To celebrate the 50th anniversary of the founding of Alde Fryske Tsjerken (‘Old Frisian Church’) Foundation, the Fries Museum will be presenting From the Print Room: a tour of the church from 20 December. The Alde Fryske Tsjerken Foundation maintains more than 50 Frisian churches, preserving them for future generations and ensuring that they will continue to be used as social anchor points in the future. The exhibition includes drawings, prints and old photographs of churches in Friesland and runs until 13 December 2020.

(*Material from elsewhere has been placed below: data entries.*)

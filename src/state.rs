use std::sync::Arc;

use crate::config::AppConfig;
use crate::geo::GeoClient;
use crate::metrics::Metrics;

/// The shared application state.
///
/// Holds the resources every request handler needs: the database pool, the
/// configuration, the outbound geo client, and the usage counters. Cloneable
/// for use with Axum's request extraction system.
#[derive(Clone)]
pub struct AppState {
    /// The database connection pool.
    pub db: sqlx::SqlitePool,
    /// The application configuration.
    pub config: Arc<AppConfig>,
    /// Client for the external IP/city geocoding services.
    pub geo: GeoClient,
    /// The application metrics.
    pub metrics: Metrics,
}

impl AppState {
    pub fn new(db: sqlx::SqlitePool, config: AppConfig, geo: GeoClient) -> Self {
        Self { db, config: Arc::new(config), geo, metrics: Metrics::new() }
    }
}
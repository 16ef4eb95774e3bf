use chrono::NaiveDate;
use serde::{Deserialize, Serialize};
use uuid::Uuid;

#[derive(Debug, Clone, Serialize, Deserialize)]
pub struct Category {
    pub id: Uuid,
    pub name: String,
}

#[derive(Debug, Clone, Serialize, Deserialize)]
pub struct Supplier {
    pub id: Uuid,
    pub name: String,
}

/// Product as it appears on the wire: the category/supplier foreign keys are
/// resolved into embedded objects, `added_date` round-trips as `YYYY-MM-DD`.
#[derive(Debug, Clone, Serialize)]
pub struct Product {
    pub id: Uuid,
    pub reference: String,
    pub name: String,
    pub added_date: NaiveDate,
    pub status: String,
    pub price: f64,
    pub stock_city: String,
    pub quantity: i64,
    pub category: Option<Category>,
    pub supplier: Option<Supplier>,
}

/// Create/update request body for a product. Update is a full overwrite, so
/// the same payload serves both. `added_date` defaults to today on create.
#[derive(Debug, Clone, Deserialize)]
pub struct ProductPayload {
    pub reference: String,
    pub name: String,
    pub added_date: Option<NaiveDate>,
    #[serde(default)]
    pub status: String,
    #[serde(default)]
    pub price: f64,
    #[serde(default)]
    pub stock_city: String,
    #[serde(default)]
    pub quantity: i64,
    pub category_id: Uuid,
    pub supplier_id: Uuid,
}

#[derive(Debug, Clone, Deserialize)]
pub struct CategoryPayload {
    pub name: String,
}

#[derive(Debug, Clone, Deserialize)]
pub struct SupplierPayload {
    pub name: String,
}

/// Wrapper for collection and derived payloads: `{"data": ...}`.
#[derive(Debug, Clone, Serialize)]
pub struct DataResponse<T> {
    pub data: T,
}

#[derive(Debug, Clone, Serialize)]
pub struct ActionResponse {
    pub message: String,
}

#[derive(Debug, Clone, Serialize)]
pub struct CategoryShare {
    pub category_name: String,
    pub percentage: f64,
}

#[derive(Debug, Clone, Serialize)]
pub struct SupplierShare {
    pub supplier_name: String,
    pub percentage: f64,
}

#[derive(Debug, Clone, Serialize)]
pub struct DistanceDto {
    pub distance_km: f64,
}
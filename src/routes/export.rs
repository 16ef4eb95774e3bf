use axum::{
    extract::{Query, State},
    http::{header, HeaderValue},
    response::{IntoResponse, Response},
    Json,
};
use serde::{Deserialize, Serialize};

use crate::{
    error::{AppError, AppResult},
    filter,
    routes::products::product_from_row,
    state::AppState,
    types::Product,
};

#[derive(Debug, Deserialize)]
pub struct ExportQuery {
    pub format: Option<String>, // csv or json
    pub limit: Option<i64>,
}

#[derive(Debug, Serialize)]
pub struct ExportData {
    pub exported_at: String,
    pub total: usize,
    pub products: Vec<Product>,
}

const CSV_HEADER: &str = "Reference,Name,Added Date,Status,Category,Price,Stock City,Supplier,Quantity\n";

fn escape_csv(value: &str) -> String {
    value.replace('"', "\"\"")
}

fn format_product_csv(p: &Product) -> String {
    format!(
        "\"{}\",\"{}\",{},\"{}\",\"{}\",{:.2},\"{}\",\"{}\",{}\n",
        escape_csv(&p.reference),
        escape_csv(&p.name),
        p.added_date,
        escape_csv(&p.status),
        escape_csv(p.category.as_ref().map(|c| c.name.as_str()).unwrap_or("Unknown")),
        p.price,
        escape_csv(&p.stock_city),
        escape_csv(p.supplier.as_ref().map(|s| s.name.as_str()).unwrap_or("Unknown")),
        p.quantity,
    )
}

/// Product report as a downloadable file. The heavy PDF rendering of the
/// report lives outside this service; this endpoint ships the report data.
pub async fn export_products(
    State(state): State<AppState>,
    Query(query): Query<ExportQuery>,
) -> AppResult<Response> {
    let requested_limit = query.limit.unwrap_or(10_000);
    if requested_limit > 25_000 {
        tracing::warn!("Export limit clamped from {} to 25000", requested_limit);
    }
    let limit = requested_limit.clamp(1, 25_000);

    let sql = format!("{} ORDER BY p.added_date ASC, p.id ASC LIMIT ?1", filter::LIST_SELECT);
    let rows = sqlx::query(&sql).bind(limit).fetch_all(&state.db).await?;
    let products = rows.iter().map(product_from_row).collect::<AppResult<Vec<Product>>>()?;

    match query.format.as_deref().unwrap_or("csv") {
        "csv" => {
            let mut csv_content = String::with_capacity(CSV_HEADER.len() + products.len() * 96);
            csv_content.push_str(CSV_HEADER);
            for product in &products {
                csv_content.push_str(&format_product_csv(product));
            }

            let mut response = csv_content.into_response();
            response
                .headers_mut()
                .insert(header::CONTENT_TYPE, HeaderValue::from_static("text/csv; charset=utf-8"));
            response.headers_mut().insert(
                header::CONTENT_DISPOSITION,
                HeaderValue::from_static("attachment; filename=\"product_report.csv\""),
            );
            Ok(response)
        }
        "json" => {
            let body = ExportData {
                exported_at: chrono::Utc::now().to_rfc3339(),
                total: products.len(),
                products,
            };
            Ok(Json(body).into_response())
        }
        other => Err(AppError::BadRequest(format!("Invalid format '{}'. Use 'csv' or 'json'", other))),
    }
}
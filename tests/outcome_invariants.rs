//! Totality and antisymmetry of the outcome relation, for the canonical
//! three-move alphabet and a custom five-move one.

use counterplay::{outcome, Error, Hand, Move, Outcome};
use proptest::prelude::*;

/// A five-move cyclic alphabet: `i` beats `j` when `(i - j) mod 5` is 1 or 3.
///
/// Wrapper over `u8`, so out-of-alphabet values are representable (unlike
/// `Hand`) and the validation path is reachable.
#[derive(Debug, Clone, Copy, PartialEq, Eq, Hash)]
struct Penta(u8);

impl Move for Penta {
    const ALPHABET: &'static [Self] = &[Penta(0), Penta(1), Penta(2), Penta(3), Penta(4)];

    fn duel(self, opponent: Self) -> Outcome {
        match (5 + self.0 - opponent.0) % 5 {
            0 => Outcome::Tie,
            1 | 3 => Outcome::Win,
            _ => Outcome::Lose,
        }
    }

    fn counter(self) -> Self {
        Penta((self.0 + 1) % 5)
    }
}

fn hand() -> impl Strategy<Value = Hand> {
    prop_oneof![Just(Hand::Rock), Just(Hand::Paper), Just(Hand::Scissors)]
}

fn penta() -> impl Strategy<Value = Penta> {
    (0u8..5).prop_map(Penta)
}

proptest! {
    #[test]
    fn hand_outcomes_are_consistent_inverses(a in hand(), b in hand()) {
        let ab = outcome(a, b).unwrap();
        let ba = outcome(b, a).unwrap();
        prop_assert_eq!(ab, ba.invert());
        if a == b {
            prop_assert_eq!(ab, Outcome::Tie);
        } else {
            prop_assert_ne!(ab, Outcome::Tie);
        }
    }

    #[test]
    fn hand_counter_always_wins(m in hand()) {
        prop_assert_eq!(outcome(m.counter(), m).unwrap(), Outcome::Win);
    }

    #[test]
    fn penta_outcomes_are_consistent_inverses(a in penta(), b in penta()) {
        let ab = outcome(a, b).unwrap();
        let ba = outcome(b, a).unwrap();
        prop_assert_eq!(ab, ba.invert());
        if a == b {
            prop_assert_eq!(ab, Outcome::Tie);
        } else {
            prop_assert_ne!(ab, Outcome::Tie);
        }
    }

    #[test]
    fn penta_counter_always_wins(m in penta()) {
        prop_assert_eq!(outcome(m.counter(), m).unwrap(), Outcome::Win);
    }

    #[test]
    fn out_of_alphabet_penta_is_rejected(bad in 5u8.., good in penta()) {
        prop_assert_eq!(outcome(Penta(bad), good), Err(Error::InvalidMove));
        prop_assert_eq!(outcome(good, Penta(bad)), Err(Error::InvalidMove));
    }
}
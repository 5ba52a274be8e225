//! Error taxonomy.
//!
//! Three distinct, inspectable failure modes; nothing is silently swallowed.
//! Agent misbehavior is deliberately **not** an error: an out-of-alphabet
//! prediction is substituted with the alphabet default and logged as a
//! collaborator fault, never failing the session.

/// Errors surfaced by the session.
#[derive(Debug, Clone, PartialEq, Eq, thiserror::Error)]
pub enum Error {
    /// Invalid session setup (empty registry, out-of-range parameter).
    /// Fatal: the session is never constructed.
    #[error("invalid configuration: {0}")]
    Configuration(String),

    /// Operation invoked in the wrong session phase. A contract violation by
    /// the caller; repeat calls fail the same way.
    #[error("{op} called while {phase}")]
    Protocol {
        /// The operation that was attempted.
        op: &'static str,
        /// The phase the session was in.
        phase: &'static str,
    },

    /// Opponent move outside the declared alphabet. Recoverable: the call
    /// mutates nothing and may be retried with a corrected move.
    #[error("move outside the declared alphabet")]
    InvalidMove,
}
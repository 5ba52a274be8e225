//! `counterplay`: bandit-routed move prediction for iterated cyclic games.
//!
//! Built for adversarial guessing games with a small fixed move alphabet
//! (canonically rock/paper/scissors): you keep a pool of specialized
//! predictors ("agents" — frequency counters, Markov models, mirrors,
//! anything behind the [`Agent`] trait), and a bandit controller routes trust
//! among them round by round, rewarding whichever agent's prediction was
//! played and decaying old evidence so the pool tracks an opponent who
//! changes strategy or adapts to being predicted.
//!
//! **Goals:**
//! - **Deterministic by default**: one seeded RNG per session; same seed +
//!   same opponent moves → same selections and same final statistics.
//! - **Non-stationarity friendly**: recency-weighted (exponentially decayed)
//!   reward estimates, not lifetime averages, plus an optional entropy-based
//!   shift monitor that restarts learning when the opponent goes random.
//! - **Small K**: designed for a handful of agents, not hundreds.
//! - **Capability boundary**: the controller sees only agent predictions and
//!   the rewards they earn; agent internals are never inspected, and a
//!   misbehaving agent is substituted-and-logged rather than fatal.
//!
//! **Selection policies** (see [`ExplorePolicy`]):
//! - ε-greedy: uniformly random exploration at rate ε, otherwise the best
//!   decayed estimate.
//! - UCB: optimism bonus `c·sqrt(ln(t)/pulls)` with guaranteed initial
//!   coverage of every arm.
//!
//! Both break ties deterministically (lowest pull count, then registration
//! order), so runs are reproducible.
//!
//! # Example
//!
//! ```rust
//! use counterplay::{
//!     Agent, FrequencyAgent, Hand, MarkovAgent, MirrorAgent, Outcome, Session, SessionConfig,
//! };
//!
//! let agents: Vec<(String, Box<dyn Agent<Hand>>)> = vec![
//!     ("frequency".into(), Box::new(FrequencyAgent::new())),
//!     ("markov".into(), Box::new(MarkovAgent::new())),
//!     ("mirror".into(), Box::new(MirrorAgent::new())),
//! ];
//! let mut session = Session::start(agents, SessionConfig::default()).unwrap();
//!
//! // Each round:
//! let played = session.select_move().unwrap();
//! // ... show `played`, learn what the opponent did ...
//! let record = session.record_outcome(Hand::Rock).unwrap();
//! // Every reference agent cold-starts on rock, so the counter wins here.
//! assert_eq!(record.outcome, Outcome::Win);
//!
//! let summary = session.end();
//! assert_eq!(summary.rounds, 1);
//! ```
//!
//! **Non-goals:** no game harness or UI, no persistence, no multi-session
//! learning transfer, no dynamic agent add/remove mid-session.

#![forbid(unsafe_code)]

/// Epsilon used for floating-point tie-breaking in selection scoring.
///
/// Avoids exact equality comparisons on f64 scores so the deterministic
/// tie-break chain (pull count, then registration order) applies uniformly.
const TIEBREAK_EPS: f64 = 1e-12;

mod error;
pub use error::*;

mod game;
pub use game::*;

mod history;
pub use history::*;

mod agent;
pub use agent::*;

mod reward;
pub use reward::*;

mod arm;
pub use arm::*;

mod policy;
pub use policy::*;

mod monitor;
pub use monitor::{entropy_bits, ShiftConfig};

mod session;
pub use session::*;
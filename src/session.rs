//! Stateful prediction session: the front door of the crate.
//!
//! A [`Session`] owns one arm per registered agent and runs the round
//! lifecycle:
//!
//! ```text
//! let played = session.select_move()?;   // trust one agent, counter its prediction
//! // ... play `played`, observe the opponent ...
//! let record = session.record_outcome(opponent)?;  // reward the arm, teach the pool
//! ```
//!
//! Exactly one round is in flight at a time. The session moves between two
//! phases — awaiting a selection, awaiting an outcome — until [`Session::end`]
//! terminates it; calls made in the wrong phase fail with
//! [`Error::Protocol`]. All stochastic behavior (ε-exploration, bluffing)
//! flows from one seeded RNG, so a fixed seed makes a whole session
//! reproducible.

use crate::monitor::ShiftMonitor;
use crate::{
    outcome, Agent, ArmStats, Error, ExplorePolicy, History, Move, Outcome, RewardShaping,
    RoundRecord, ShiftConfig, TieBreak,
};
use rand::rngs::StdRng;
use rand::{Rng, SeedableRng};

// ============================================================================
// Configuration
// ============================================================================

/// Full configuration for a [`Session`].
///
/// Start from [`SessionConfig::default()`] and adjust via the builder
/// methods or by setting fields directly.
#[derive(Debug, Clone, PartialEq)]
#[cfg_attr(feature = "serde", derive(serde::Serialize, serde::Deserialize))]
pub struct SessionConfig {
    /// Capacity of the round-history ring buffer (must be > 0).
    pub history_capacity: usize,
    /// Decay `λ ∈ (0, 1)` for the per-arm reward estimates. Larger values
    /// weight recent rounds more heavily (shorter memory).
    pub decay: f64,
    /// Explore/exploit mechanism.
    pub policy: ExplorePolicy,
    /// Tie-break strategy for equal selection scores.
    pub tie_break: TieBreak,
    /// Outcome → reward mapping.
    pub shaping: RewardShaping,
    /// Seed for the session RNG (exploration and bluffing).
    pub seed: u64,
    /// Probability in `[0, 1]` of playing a uniformly random move instead of
    /// the strict counter, to blunt counter-exploitation. `0.0` disables it.
    pub bluff_rate: f64,
    /// Strategy-shift detection. `None` disables it.
    pub shift: Option<ShiftConfig>,
}

impl Default for SessionConfig {
    fn default() -> Self {
        Self {
            history_capacity: 50,
            decay: 0.25,
            policy: ExplorePolicy::default(),
            tie_break: TieBreak::default(),
            shaping: RewardShaping::default(),
            seed: 0,
            bluff_rate: 0.0,
            shift: None,
        }
    }
}

impl SessionConfig {
    /// Set the selection policy.
    pub fn with_policy(mut self, policy: ExplorePolicy) -> Self {
        self.policy = policy;
        self
    }

    /// Set the RNG seed.
    pub fn with_seed(mut self, seed: u64) -> Self {
        self.seed = seed;
        self
    }

    /// Set the estimate decay `λ`.
    pub fn with_decay(mut self, decay: f64) -> Self {
        self.decay = decay;
        self
    }

    /// Set the history capacity.
    pub fn with_history_capacity(mut self, cap: usize) -> Self {
        self.history_capacity = cap;
        self
    }

    /// Enable shift detection.
    pub fn with_shift(mut self, shift: ShiftConfig) -> Self {
        self.shift = Some(shift);
        self
    }

    /// Set the bluff rate.
    pub fn with_bluff_rate(mut self, rate: f64) -> Self {
        self.bluff_rate = rate;
        self
    }

    fn validate(&self) -> Result<(), Error> {
        if self.history_capacity == 0 {
            return Err(Error::Configuration(
                "history_capacity must be > 0".to_string(),
            ));
        }
        if !self.decay.is_finite() || self.decay <= 0.0 || self.decay >= 1.0 {
            return Err(Error::Configuration(format!(
                "decay must be in (0, 1), got {}",
                self.decay
            )));
        }
        if !self.bluff_rate.is_finite() || !(0.0..=1.0).contains(&self.bluff_rate) {
            return Err(Error::Configuration(format!(
                "bluff_rate must be in [0, 1], got {}",
                self.bluff_rate
            )));
        }
        self.policy.validate()?;
        self.shaping.validate()
    }
}

// ============================================================================
// Summary
// ============================================================================

/// Final statistics for one arm, reported by [`Session::summary`].
#[derive(Debug, Clone, PartialEq)]
#[cfg_attr(feature = "serde", derive(serde::Serialize, serde::Deserialize))]
pub struct ArmReport {
    /// Registered agent name.
    pub name: String,
    /// Rounds this arm was trusted.
    pub pulls: u64,
    /// Sum of rewards earned while trusted.
    pub cumulative_reward: f64,
    /// Final recency-weighted estimate.
    pub estimate: f64,
}

/// Net win/lose/tie tally from the controller's perspective.
#[derive(Debug, Clone, Copy, Default, PartialEq, Eq)]
#[cfg_attr(feature = "serde", derive(serde::Serialize, serde::Deserialize))]
pub struct Tally {
    pub wins: u64,
    pub losses: u64,
    pub ties: u64,
}

impl Tally {
    /// Wins minus losses.
    pub fn net(&self) -> i64 {
        self.wins as i64 - self.losses as i64
    }
}

/// Snapshot of a session's accumulated results.
#[derive(Debug, Clone, PartialEq)]
#[cfg_attr(feature = "serde", derive(serde::Serialize, serde::Deserialize))]
pub struct SessionSummary {
    /// Per-arm reports, in registration order.
    pub arms: Vec<ArmReport>,
    /// Completed rounds.
    pub rounds: u64,
    /// Win/lose/tie tally.
    pub tally: Tally,
    /// How many times the shift monitor reset the arm statistics.
    pub resets: u64,
}

// ============================================================================
// Session
// ============================================================================

/// What the session is waiting for.
#[derive(Debug, Clone, Copy, PartialEq, Eq)]
enum Phase {
    AwaitingSelection,
    AwaitingOutcome,
    Terminated,
}

impl Phase {
    fn describe(self) -> &'static str {
        match self {
            Phase::AwaitingSelection => "awaiting a selection",
            Phase::AwaitingOutcome => "awaiting an outcome",
            Phase::Terminated => "terminated",
        }
    }
}

/// The move chosen in `select_move`, held until its outcome arrives.
#[derive(Debug, Clone, Copy)]
struct Pending<M: Move> {
    agent: usize,
    played: M,
}

/// Bandit-routed prediction session over a fixed pool of agents.
///
/// Construction **is** the session start: [`Session::start`] validates the
/// registry and configuration, after which the arm set is fixed for the
/// session's lifetime. Single-threaded by design; agents only ever see a
/// shared `&History`.
pub struct Session<M: Move> {
    names: Vec<String>,
    agents: Vec<Box<dyn Agent<M>>>,
    arms: Vec<ArmStats>,
    history: History<M>,
    monitor: Option<ShiftMonitor<M>>,
    cfg: SessionConfig,
    rng: StdRng,
    phase: Phase,
    pending: Option<Pending<M>>,
    rounds: u64,
    tally: Tally,
    resets: u64,
}

impl<M: Move> std::fmt::Debug for Session<M> {
    fn fmt(&self, f: &mut std::fmt::Formatter<'_>) -> std::fmt::Result {
        f.debug_struct("Session")
            .field("names", &self.names)
            .field("cfg", &self.cfg)
            .field("phase", &self.phase)
            .field("rounds", &self.rounds)
            .field("resets", &self.resets)
            .finish_non_exhaustive()
    }
}

impl<M: Move> Session<M> {
    /// Start a session over `agents` (registration order defines arm order).
    ///
    /// Fails with [`Error::Configuration`] if the registry is empty, a name
    /// is empty or duplicated, or any config parameter is out of range.
    pub fn start(
        agents: Vec<(String, Box<dyn Agent<M>>)>,
        cfg: SessionConfig,
    ) -> Result<Self, Error> {
        cfg.validate()?;
        if agents.is_empty() {
            return Err(Error::Configuration(
                "at least one agent must be registered".to_string(),
            ));
        }
        if M::ALPHABET.is_empty() {
            return Err(Error::Configuration(
                "move alphabet must be non-empty".to_string(),
            ));
        }
        let mut names = Vec::with_capacity(agents.len());
        let mut pool = Vec::with_capacity(agents.len());
        for (name, agent) in agents {
            if name.is_empty() {
                return Err(Error::Configuration("agent name must be non-empty".to_string()));
            }
            if names.contains(&name) {
                return Err(Error::Configuration(format!("duplicate agent name `{name}`")));
            }
            names.push(name);
            pool.push(agent);
        }
        let arms = vec![ArmStats::default(); pool.len()];
        Ok(Self {
            names,
            agents: pool,
            arms,
            history: History::new(cfg.history_capacity),
            monitor: cfg.shift.map(ShiftMonitor::new),
            rng: StdRng::seed_from_u64(cfg.seed),
            cfg,
            phase: Phase::AwaitingSelection,
            pending: None,
            rounds: 0,
            tally: Tally::default(),
            resets: 0,
        })
    }

    // -----------------------------------------------------------------------
    // Round lifecycle
    // -----------------------------------------------------------------------

    /// Choose this round's move.
    ///
    /// Queries every agent for a prediction of the opponent's next move,
    /// trusts one arm per the selection policy, and plays the counter to the
    /// trusted prediction (or a uniformly random move, at the configured
    /// bluff rate). Callable exactly once per round.
    pub fn select_move(&mut self) -> Result<M, Error> {
        if self.phase != Phase::AwaitingSelection {
            return Err(Error::Protocol {
                op: "select_move",
                phase: self.phase.describe(),
            });
        }

        let predictions: Vec<M> = self
            .agents
            .iter()
            .enumerate()
            .map(|(i, agent)| {
                let p = agent.predict(&self.history);
                if p.in_alphabet() {
                    p
                } else {
                    // Collaborator fault: never fail the session over a bad
                    // agent, substitute the alphabet default.
                    log::warn!(
                        "agent `{}` predicted out-of-alphabet {:?}; substituting {:?}",
                        self.names[i],
                        p,
                        M::ALPHABET[0]
                    );
                    M::ALPHABET[0]
                }
            })
            .collect();

        let chosen = self.cfg.policy.select(&self.arms, self.rounds, &mut self.rng);
        let predicted = predictions[chosen];
        let played = if self.cfg.bluff_rate > 0.0 && self.rng.random::<f64>() < self.cfg.bluff_rate
        {
            M::ALPHABET[self.rng.random_range(0..M::ALPHABET.len())]
        } else {
            predicted.counter()
        };

        self.pending = Some(Pending {
            agent: chosen,
            played,
        });
        self.phase = Phase::AwaitingOutcome;
        Ok(played)
    }

    /// Record the opponent's reply to the move returned by [`select_move`].
    ///
    /// Scores the round, rewards the trusted arm, teaches every agent the
    /// completed round, appends it to the history, and advances to the next
    /// round. An out-of-alphabet `opponent` is rejected with
    /// [`Error::InvalidMove`] without mutating anything, so the call can be
    /// retried with a corrected move.
    ///
    /// [`select_move`]: Session::select_move
    pub fn record_outcome(&mut self, opponent: M) -> Result<RoundRecord<M>, Error> {
        if self.phase != Phase::AwaitingOutcome {
            return Err(Error::Protocol {
                op: "record_outcome",
                phase: self.phase.describe(),
            });
        }
        // Validate before touching any state: a rejected round must leave the
        // session exactly as it was.
        let pending = self.pending.as_ref().copied().ok_or(Error::Protocol {
            op: "record_outcome",
            phase: "awaiting a selection",
        })?;
        let result = outcome(pending.played, opponent)?;

        let reward = self.cfg.shaping.reward(result);
        self.arms[pending.agent].record(reward, self.cfg.decay);
        match result {
            Outcome::Win => self.tally.wins += 1,
            Outcome::Lose => self.tally.losses += 1,
            Outcome::Tie => self.tally.ties += 1,
        }

        let record = RoundRecord {
            round: self.rounds,
            own: pending.played,
            opponent,
            outcome: result,
            agent: pending.agent,
        };
        for agent in &mut self.agents {
            agent.observe(&record);
        }
        self.history.push(record);

        if let Some(monitor) = &mut self.monitor {
            if monitor.observe(opponent) {
                log::debug!("shift monitor fired at round {}; resetting arm statistics", self.rounds);
                for arm in &mut self.arms {
                    arm.reset();
                }
                self.resets += 1;
            }
        }

        self.rounds += 1;
        self.pending = None;
        self.phase = Phase::AwaitingSelection;
        Ok(record)
    }

    /// Terminate the session and return the final summary.
    ///
    /// Idempotent: callable from any phase, any number of times. A round left
    /// awaiting its outcome is discarded unscored.
    pub fn end(&mut self) -> SessionSummary {
        self.phase = Phase::Terminated;
        self.pending = None;
        self.summary()
    }

    // -----------------------------------------------------------------------
    // Read access
    // -----------------------------------------------------------------------

    /// The retained round history.
    pub fn history(&self) -> &History<M> {
        &self.history
    }

    /// Completed rounds.
    pub fn rounds_played(&self) -> u64 {
        self.rounds
    }

    /// Registered agent names, in registration order.
    pub fn agent_names(&self) -> &[String] {
        &self.names
    }

    /// Whether [`Session::end`] has been called.
    pub fn is_terminated(&self) -> bool {
        self.phase == Phase::Terminated
    }

    /// Current accumulated results.
    pub fn summary(&self) -> SessionSummary {
        SessionSummary {
            arms: self
                .names
                .iter()
                .zip(&self.arms)
                .map(|(name, arm)| ArmReport {
                    name: name.clone(),
                    pulls: arm.pulls,
                    cumulative_reward: arm.cumulative,
                    estimate: arm.estimate,
                })
                .collect(),
            rounds: self.rounds,
            tally: self.tally,
            resets: self.resets,
        }
    }
}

For centuries, the church functioned as the centre of the community. But times change and so do churches. The iconoclasm resulted in ruined interiors and churches disappeared or changed their denomination due to the Protestant Reformation. Nowadays secularisation is taking its toll. Over the years many Frisian churches were demolished, refurbished or replaced, events that artists were only too happy to portray.
immortalised by artists
In 1909 Piet van der Hem made a painting of the interior of the Ayttagodshuis near the church of Swichum before it was condemned and demolished three days later. Viglius van Aytta founded this guesthouse in 1572. Poor, elderly people were allowed to live there free of charge in exchange for helping out in the church. The exhibition also includes drawings by Albert Martin of the bronze bells in the church tower in Bears, with inscriptions indicating that the bells were cast to commemorate two marriages within the noble Unia family. There is also a 17th-century pinewood pew from the church in Hegebeintum.
the alde fryske tsjerken foundation
The churches in Bears, Swichum and Hegebeintum are all owned by the Alde Fryske Tsjerken Foundation. In total the Foundation maintains 52 churches, 7 cemeteries and 2 belfries. The foundation’s 50-year anniversary will be celebrated with numerous activities, starting with the presentation in the Fries Museum.